In sum, the paper provides an interesting DSM design and implementation. The results show that the system can be used in practical for specific applications. Shared memory model is also simple for programmers to implement parallel algorithms. Thus, I think the system is still applicable and valuable in real world.

Posted by: Xiaoyang Gao | March 20, 2012 04:11 AM

TreadMarks: Shared Memory Computing On Networks of Workstations:

In treadmarks, Amza, Cox et al present a new distributed memory system called TreadMarks. Among it's major contribution are that it offers a new service without overly changing the semantics of common programming languages ( posix threads was defined in 1995, well before this paper was published ) and it's lazy release protocol that eliminates a significant amount of communications overehead.

Flaws:

It is unclear how treadmarks handles it's 'diffs'. They mention that somehow diffs are retreived from a 'minimial set of remote machines'. Some more information about how the consistency model works would have been appreciated.

There is an issue with failure recovery. If one processes running on one machine segfaults how is that sefault propagated to all of the other processes ( especially if treadmarks is running user space ). In general fault tolerance is going to be a problem. How can this system survive if one node goes down?

The goal was to not change the semantics of a program, but treadmarks doesn't quite manage that. By using the posix signals they require the user not to block signals and double check that all system calls that can be interrupted by a signal be restarted. Programmers do not always do that. Another semantic that maybe new, but is also missing is the idea of seperating locks into read / write locks. A possible solution for solving write ordering is to assign a simple counter to a lock. Acquire a lock and the counter would increment. If a program acquires a lock and writes to a page that counter could be used to impose a possibly flawed, but at least consistent ordering of what write happened when.

Debugging a program running on treadmarks would be difficult. There was no mention of any utility, be it gdb or something similar.

It would have been interesting to hear about any results in speculative pre-fetching pages instead of waiting for a lock.

Is the overhead of running diffs on pages of memory worth the reduction in work for the programmer? Inventing new programming semantics like MPI would avoid the diff overhead. It appears that their semantics are similar to MPI. It's unclear as to what kind of speedup is offered by treadmarks as all of the axis labels are blurred in the provided copy of the paper. A point in favor of MPI over treadmarks is that MPI potentially has a much larger available address space as it does not impose a global address space for communications ( a scalability problem ).

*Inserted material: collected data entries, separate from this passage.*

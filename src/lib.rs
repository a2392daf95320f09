//! # eventql
//!
//! Target, alias and field resolution for continuous event queries, plus the
//! identifier rewriting that runs before a query is handed to the execution runtime.
//!
//! ## Features
//!
//! - **Exploration**: which targets a query reads, which aliases it declares and which
//!   fields every target must provide, through arbitrarily nested subqueries
//! - **Rewriting**: logical target names and dotted field paths become the physical
//!   names the runtime manages
//! - **Parsing**: a compact front end for the event query language, rendering back to
//!   canonical text
//!
//! ## Quick Start
//!
//! ```rust
//! use eventql::{FieldScope, Query};
//!
//! let query = Query::builder("errors", "SELECT path, status FROM access_log WHERE status >= 500")
//!     .group("monitoring")
//!     .build()
//!     .unwrap();
//!
//! assert_eq!(query.targets().unwrap(), ["access_log"]);
//! assert_eq!(
//!     query.fields(FieldScope::Target("access_log")).unwrap(),
//!     ["path", "status"]
//! );
//! ```

#![allow(clippy::large_enum_variant)]

pub mod eventql;

// Re-export main API at crate root for easy access
pub use eventql::config::{AnalysisConfig, ConfigError};
pub use eventql::sql::{
    rewrite_query, EventQueryParser, FieldMap, FieldScope, Query, QueryDump, QueryError,
    QueryInfo, QueryResult, QueryRewriter, StatementModel, SubQuery,
};
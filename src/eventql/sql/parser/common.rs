/*!
# Token Parser - Core Infrastructure

`TokenParser` holds the token stream and the navigation primitives shared by the
statement, stream and expression parsers:

- **Navigation**: `current_token()`, `peek_token(offset)`, `advance()`
- **Expectation**: `expect(TokenType)`, `expect_identifier()`, `expect_end()`
- **Utilities**: `consume_if(TokenType)`, `at_contextual(word, next)`, `create_parse_error(msg)`
- **Nesting**: `enter_subquery()` / `leave_subquery()` bound how deeply sub-selects
  may be nested; `descend()` / `ascend(levels)` bound expression nesting so that
  the recursive descent never runs out of stack
*/

use super::{Token, TokenType};
use crate::eventql::sql::error::{QueryError, QueryResult};

/// Recursive descent state over a token stream.
pub struct TokenParser<'a> {
    tokens: Vec<Token>,
    current: usize,
    text: &'a str,
    depth: usize,
    max_depth: usize,
    nesting: usize,
    max_nesting: usize,
}

impl<'a> TokenParser<'a> {
    pub fn new(tokens: Vec<Token>, text: &'a str, max_depth: usize, max_nesting: usize) -> Self {
        Self {
            tokens,
            current: 0,
            text,
            depth: 0,
            max_depth,
            nesting: 0,
            max_nesting,
        }
    }

    /// Parse error positioned at the current token.
    pub fn create_parse_error(&self, message: impl Into<String>) -> QueryError {
        let position = if self.current < self.tokens.len() {
            Some(self.tokens[self.current].position)
        } else {
            self.tokens.last().map(|t| t.position)
        };
        QueryError::parse_error(message, position)
    }

    /// Current token, or a static EOF token past the end of the stream.
    pub fn current_token(&self) -> &Token {
        if self.current < self.tokens.len() {
            &self.tokens[self.current]
        } else {
            static EOF_TOKEN: Token = Token {
                token_type: TokenType::Eof,
                value: String::new(),
                position: 0,
            };
            &EOF_TOKEN
        }
    }

    /// Look `offset` tokens ahead without consuming.
    pub fn peek_token(&self, offset: usize) -> Option<&Token> {
        self.tokens.get(self.current + offset)
    }

    /// Whether the current token has the given type.
    pub fn at(&self, token_type: TokenType) -> bool {
        self.current_token().token_type == token_type
    }

    /// Advance to the next token. Never moves past the final EOF token.
    pub fn advance(&mut self) {
        if self.current + 1 < self.tokens.len() {
            self.current += 1;
        }
    }

    pub fn expect(&mut self, expected: TokenType) -> QueryResult<Token> {
        let token = self.current_token().clone();
        if token.token_type == expected {
            self.advance();
            Ok(token)
        } else {
            Err(self.create_parse_error(format!(
                "Expected {:?}, found {:?}",
                expected, token.token_type
            )))
        }
    }

    /// Consume an identifier and return its text.
    pub fn expect_identifier(&mut self) -> QueryResult<String> {
        let token = self.current_token();
        if token.token_type == TokenType::Identifier {
            let value = token.value.clone();
            self.advance();
            Ok(value)
        } else {
            Err(QueryError::parse_error(
                format!("Expected identifier, found {:?}", token.token_type),
                Some(token.position),
            ))
        }
    }

    /// Consume a token of the given type if present.
    pub fn consume_if(&mut self, token_type: TokenType) -> bool {
        if self.at(token_type) {
            self.advance();
            true
        } else {
            false
        }
    }

    /// Whether the current token is the contextual keyword `word` followed by a
    /// token of type `next`.
    pub fn at_contextual(&self, word: &str, next: TokenType) -> bool {
        let token = self.current_token();
        token.token_type == TokenType::Identifier
            && token.value.eq_ignore_ascii_case(word)
            && self.peek_token(1).map(|t| &t.token_type) == Some(&next)
    }

    /// Note entry into a nested sub-select.
    pub fn enter_subquery(&mut self) -> QueryResult<()> {
        self.depth += 1;
        if self.depth > self.max_depth {
            log::debug!(
                "Subquery nesting {} exceeds limit {} in: {}",
                self.depth,
                self.max_depth,
                self.text
            );
            return Err(QueryError::client_error(format!(
                "subquery nesting exceeds the maximum depth of {}",
                self.max_depth
            )));
        }
        Ok(())
    }

    pub fn leave_subquery(&mut self) {
        self.depth = self.depth.saturating_sub(1);
    }

    /// Note one more level of expression nesting.
    pub fn descend(&mut self) -> QueryResult<()> {
        self.nesting += 1;
        if self.nesting > self.max_nesting {
            log::debug!(
                "Expression nesting exceeds limit {} at position {}",
                self.max_nesting,
                self.current_token().position
            );
            return Err(QueryError::client_error(format!(
                "expression nesting exceeds the maximum depth of {}",
                self.max_nesting
            )));
        }
        Ok(())
    }

    pub fn ascend(&mut self, levels: usize) {
        self.nesting = self.nesting.saturating_sub(levels);
    }

    /// Ensure nothing but an optional semicolon is left.
    pub fn expect_end(&mut self) -> QueryResult<()> {
        self.consume_if(TokenType::Semicolon);
        if self.at(TokenType::Eof) {
            Ok(())
        } else {
            Err(self.create_parse_error(format!(
                "Unexpected token '{}' after end of statement",
                self.current_token().value
            )))
        }
    }
}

Posted by: Matt Newcomb | March 20, 2012 03:38 AM

Victor Bittorf, Igor Canadi, David Capel, Seth Pollen

The Treadmarks system implements a shared-memory distributed communication abstraction on top of a traditional message-passing system. This makes it easier to port existing multithreaded applications to run across several nodes, since programmers can rely on familiar memory semantics rather than asynchronous message passing. To make the shared-memory model efficient, Treadmarks relaxes the consistency requirement, guaranteeing sequential consistency only for programs that are free of data races. This allows Treadmarks to defer the updating of memory pages until it encounters a synchronization operation (such as a barrier or lock operation). While Treadmarks provides an elegant and useful model, it shows very little fault tolerance or dynamic scalability, which may make it unsuitable for modern large-scale distributed systems.

In Treadmarks, changes to shared memory are communicated only when synchronization operations occur, and the changes are sent only to the nodes that need to see them to preserve sequential consistency. The paper is a bit unclear on how the decision of when to send updates is made, but as far as we can tell, the synchronization primitives (locks, barriers, etc.) keep track of which nodes have used them recently, and this information is used to determine which nodes to contact to receive memory updates when the lock is acquired or the barrier lowered. For, example, a lock structure can maintain a record of the most recent node to possess it. When another node acquires the lock, it downloads all memory updates from the lock’s most recent holder. In this way, the holder of the lock always has the most recent values for all the memory locations protected by that lock.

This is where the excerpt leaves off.